**** Listed records

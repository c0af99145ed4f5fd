//! Signed session credentials.
//!
//! The credential is an HS256 JWT over the process-wide shared secret. The
//! claims bind the caller's email identity with a fixed expiry; verification
//! is deterministic and never retried.

use jsonwebtoken::{decode, encode, Algorithm, DecodingKey, EncodingKey, Header, Validation};
use serde::{Deserialize, Serialize};

#[derive(Debug, Clone, Serialize, Deserialize, PartialEq, Eq)]
pub(super) struct Claims {
    pub email: String,
    pub iat: u64,
    pub exp: u64,
}

/// Sign a credential binding `email` for `ttl_seconds` from now.
///
/// # Errors
///
/// Returns an error if the claims cannot be encoded or signing fails.
pub(super) fn sign(
    secret: &[u8],
    email: &str,
    ttl_seconds: u64,
) -> Result<String, jsonwebtoken::errors::Error> {
    let iat = jsonwebtoken::get_current_timestamp();
    let claims = Claims {
        email: email.to_string(),
        iat,
        exp: iat + ttl_seconds,
    };

    encode(&Header::default(), &claims, &EncodingKey::from_secret(secret))
}

/// Verify signature and expiry, returning the decoded claims.
///
/// # Errors
///
/// Returns an error if the token is malformed, carries a different algorithm,
/// fails signature verification, or is expired.
pub(super) fn verify(secret: &[u8], token: &str) -> Result<Claims, jsonwebtoken::errors::Error> {
    let mut validation = Validation::new(Algorithm::HS256);
    // Expiry is exact; a credential is either valid or it is not.
    validation.leeway = 0;
    validation.set_required_spec_claims(&["exp"]);

    decode::<Claims>(token, &DecodingKey::from_secret(secret), &validation)
        .map(|data| data.claims)
}

#[cfg(test)]
mod tests {
    use super::*;
    use jsonwebtoken::errors::ErrorKind;

    const SECRET: &[u8] = b"test-secret";

    #[test]
    fn sign_and_verify_round_trip() -> Result<(), jsonwebtoken::errors::Error> {
        let token = sign(SECRET, "a@x.com", 3600)?;
        let claims = verify(SECRET, &token)?;

        assert_eq!(claims.email, "a@x.com");
        assert_eq!(claims.exp, claims.iat + 3600);
        Ok(())
    }

    #[test]
    fn rejects_expired_credential() -> Result<(), jsonwebtoken::errors::Error> {
        let now = jsonwebtoken::get_current_timestamp();
        let claims = Claims {
            email: "a@x.com".to_string(),
            iat: now - 7200,
            exp: now - 3600,
        };
        let token = encode(
            &Header::default(),
            &claims,
            &EncodingKey::from_secret(SECRET),
        )?;

        let result = verify(SECRET, &token);
        assert!(matches!(
            result.map_err(|err| err.into_kind()),
            Err(ErrorKind::ExpiredSignature)
        ));
        Ok(())
    }

    #[test]
    fn rejects_foreign_secret() -> Result<(), jsonwebtoken::errors::Error> {
        let token = sign(b"other-secret", "a@x.com", 3600)?;

        let result = verify(SECRET, &token);
        assert!(matches!(
            result.map_err(|err| err.into_kind()),
            Err(ErrorKind::InvalidSignature)
        ));
        Ok(())
    }

    #[test]
    fn rejects_tampered_token() -> Result<(), jsonwebtoken::errors::Error> {
        let token = sign(SECRET, "a@x.com", 3600)?;
        let mut parts: Vec<String> = token.split('.').map(str::to_string).collect();
        // Swap the payload for one claiming a different identity.
        parts[1] = parts[1].chars().rev().collect();
        let tampered = parts.join(".");

        assert!(verify(SECRET, &tampered).is_err());
        Ok(())
    }

    #[test]
    fn rejects_garbage() {
        assert!(verify(SECRET, "not-a-token").is_err());
        assert!(verify(SECRET, "").is_err());
    }
}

********

Each line from the top of the entries above through the line containing "pub(super) fn verify(secret: &[u8], token: &str)" must be transcribed exactly, and no other line may appear.

== Result of this task ==
repository c0af99145ed4f5fd
//! Signed session credentials.
//!
//! The credential is an HS256 JWT over the process-wide shared secret. The
//! claims bind the caller's email identity with a fixed expiry; verification
//! is deterministic and never retried.

use jsonwebtoken::{decode, encode, Algorithm, DecodingKey, EncodingKey, Header, Validation};
use serde::{Deserialize, Serialize};

#[derive(Debug, Clone, Serialize, Deserialize, PartialEq, Eq)]
pub(super) struct Claims {
    pub email: String,
    pub iat: u64,
    pub exp: u64,
}

/// Sign a credential binding `email` for `ttl_seconds` from now.
///
/// # Errors
///
/// Returns an error if the claims cannot be encoded or signing fails.
pub(super) fn sign(
    secret: &[u8],
    email: &str,
    ttl_seconds: u64,
) -> Result<String, jsonwebtoken::errors::Error> {
    let iat = jsonwebtoken::get_current_timestamp();
    let claims = Claims {
        email: email.to_string(),
        iat,
        exp: iat + ttl_seconds,
    };

    encode(&Header::default(), &claims, &EncodingKey::from_secret(secret))
}

/// Verify signature and expiry, returning the decoded claims.
///
/// # Errors
///
/// Returns an error if the token is malformed, carries a different algorithm,
/// fails signature verification, or is expired.
pub(super) fn verify(secret: &[u8], token: &str) -> Result<Claims, jsonwebtoken::errors::Error> {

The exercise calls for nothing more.